See text below.
Re: A child-care lesson from Canada
EXCERPTS
Steve Biddulph's article ("A child-care lesson from Canada", January 19-20) is wrong and right. His use of child care in Quebec to declare universal quality child care a "disaster" is a straw man, based on a study which disregarded that more than 70 per cent of Quebec's children were not in child-care centres.
In 1998 Quebec sought universal child care but a change in government slowed expansion and quality improvements, and encouraged for-profit provision. Today, Quebec child care is far from universal, quality is uneven and for-profits show poorer quality.

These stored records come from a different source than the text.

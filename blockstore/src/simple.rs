//! Fetch each block with its own range read.
//!
//! Unlike [crate::batching], requests are neither deduplicated nor grouped. This is useful
//! when requests are rare or unrelated, or as a reference for the batching engine.

use crate::{
    car,
    index::Index,
    store::{shard_key, Range, Store},
    verify, Block, Error, MAX_ENCODED_BLOCK_LENGTH,
};
use bytes::Bytes;
use cid::Cid;
use futures::StreamExt;
use tracing::{debug, trace};

/// Configuration for [Blockstore].
pub struct Config<I> {
    /// Index used to locate requested blocks.
    pub index: I,

    /// Length to read when the index does not record a section's length.
    pub max_block_length: u64,

    /// Whether to check blocks against their CID.
    pub verify: bool,
}

impl<I> Config<I> {
    /// Default configuration around `index`.
    pub fn new(index: I) -> Self {
        Self {
            index,
            max_block_length: MAX_ENCODED_BLOCK_LENGTH,
            verify: false,
        }
    }
}

/// Blockstore that issues one range read per request.
#[derive(Clone)]
pub struct Blockstore<I: Index, S: Store> {
    index: I,
    store: S,
    max_block_length: u64,
    verify: bool,
}

impl<I: Index, S: Store> Blockstore<I, S> {
    pub fn new(store: S, cfg: Config<I>) -> Self {
        Self {
            index: cfg.index,
            store,
            max_block_length: cfg.max_block_length,
            verify: cfg.verify,
        }
    }
}

impl<I: Index, S: Store> crate::Blockstore for Blockstore<I, S> {
    async fn get(&self, cid: &Cid) -> Result<Option<Block>, Error> {
        let Some(entry) = self.index.get(cid).await? else {
            trace!(%cid, "not indexed");
            return Ok(None);
        };
        let range = Range {
            offset: entry.offset,
            length: Some(entry.length.unwrap_or(self.max_block_length)),
        };
        let Some(object) = self.store.get(&shard_key(&entry.shard), Some(range)).await? else {
            debug!(%cid, shard = %entry.shard, "shard not found");
            return Ok(None);
        };

        let mut body = object.body;
        let mut decoder = car::Decoder::new(entry.offset, self.max_block_length);
        while let Some(chunk) = body.next().await {
            decoder.push(&chunk?);
            let Some(section) = decoder.next_section()? else {
                continue;
            };
            if section.cid.hash() != cid.hash() {
                debug!(%cid, found = %section.cid, offset = entry.offset, "unexpected block");
                return Ok(None);
            }
            if self.verify {
                verify(&section.cid, &section.data)?;
            }
            return Ok(Some(Block {
                cid: *cid,
                bytes: Bytes::copy_from_slice(&section.data),
            }));
        }

        // The range ended before the section did
        debug!(%cid, shard = %entry.shard, offset = entry.offset, "block truncated");
        Ok(None)
    }
}

#[cfg(test)]
mod tests {
    use super::*;
    use crate::{index::MultiIndex, mocks, store::Memory, Blockstore};
    use commonware_macros::test_traced;
    use commonware_runtime::{deterministic, Runner};

    #[test_traced]
    fn test_one_read_per_block() {
        let executor = deterministic::Runner::default();
        executor.start(|context| async move {
            let store = Memory::new(16);
            let shard = mocks::Shard::new((0..5u8).map(|i| vec![i; 200]).collect());
            shard.put(&store);

            let index = MultiIndex::init(context, store.clone(), &[shard.cid]);
            let blockstore = super::Blockstore::new(store.clone(), Config::new(index));
            for block in shard.blocks() {
                assert_eq!(blockstore.get(&block.cid).await.unwrap().unwrap(), *block);
            }
            assert_eq!(store.gets(), 1 + shard.blocks().len());

            assert!(blockstore.get(&mocks::raw(b"unknown")).await.unwrap().is_none());
        });
    }

    #[test_traced]
    fn test_missing_shard() {
        let executor = deterministic::Runner::default();
        executor.start(|context| async move {
            let store = Memory::default();
            let shard = mocks::Shard::new(vec![b"block".to_vec()]);
            shard.put(&store);
            store.remove(&shard_key(&shard.cid));

            let index = MultiIndex::init(context, store.clone(), &[shard.cid]);
            let blockstore = super::Blockstore::new(store, Config::new(index));
            let cid = shard.blocks()[0].cid;
            assert!(blockstore.get(&cid).await.unwrap().is_none());
        });
    }

    #[test_traced]
    fn test_verify() {
        let executor = deterministic::Runner::default();
        executor.start(|context| async move {
            let store = Memory::default();
            let shard = mocks::Shard::new(vec![b"block".to_vec()]);
            shard.put(&store);
            let mut car = shard.car.to_vec();
            let last = car.len() - 1;
            car[last] ^= 0xff;
            store.put(shard_key(&shard.cid), car);

            let index = MultiIndex::init(context, store.clone(), &[shard.cid]);
            let mut cfg = Config::new(index);
            cfg.verify = true;
            let blockstore = super::Blockstore::new(store, cfg);
            let cid = shard.blocks()[0].cid;
            assert!(matches!(
                blockstore.get(&cid).await,
                Err(Error::DigestMismatch(c)) if c == cid
            ));
        });
    }
}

Biddulph is correct that Canadian advocates are "horrified" by the arrival of Australia's global brand of rapacious corporate child care and allowing for-profits to gobble up public child-care dollars is terrible policy, mitigating against quality, accessibility, equity, choice and democratic participation.
Biddulph is right about the importance of parental leave but wrong not to recognise leave and child care as complementary. Canada's year of paid leave doesn't mean that child care isn't essential for under-threes. He's also wrong that Sweden's exemplary parental leave policy has caused participation by older infants and toddlers to "almost disappear" - it is, instead, increasing.
Families need well-paid parental leave and child care, which is beneficial for children, as long as it is of high quality.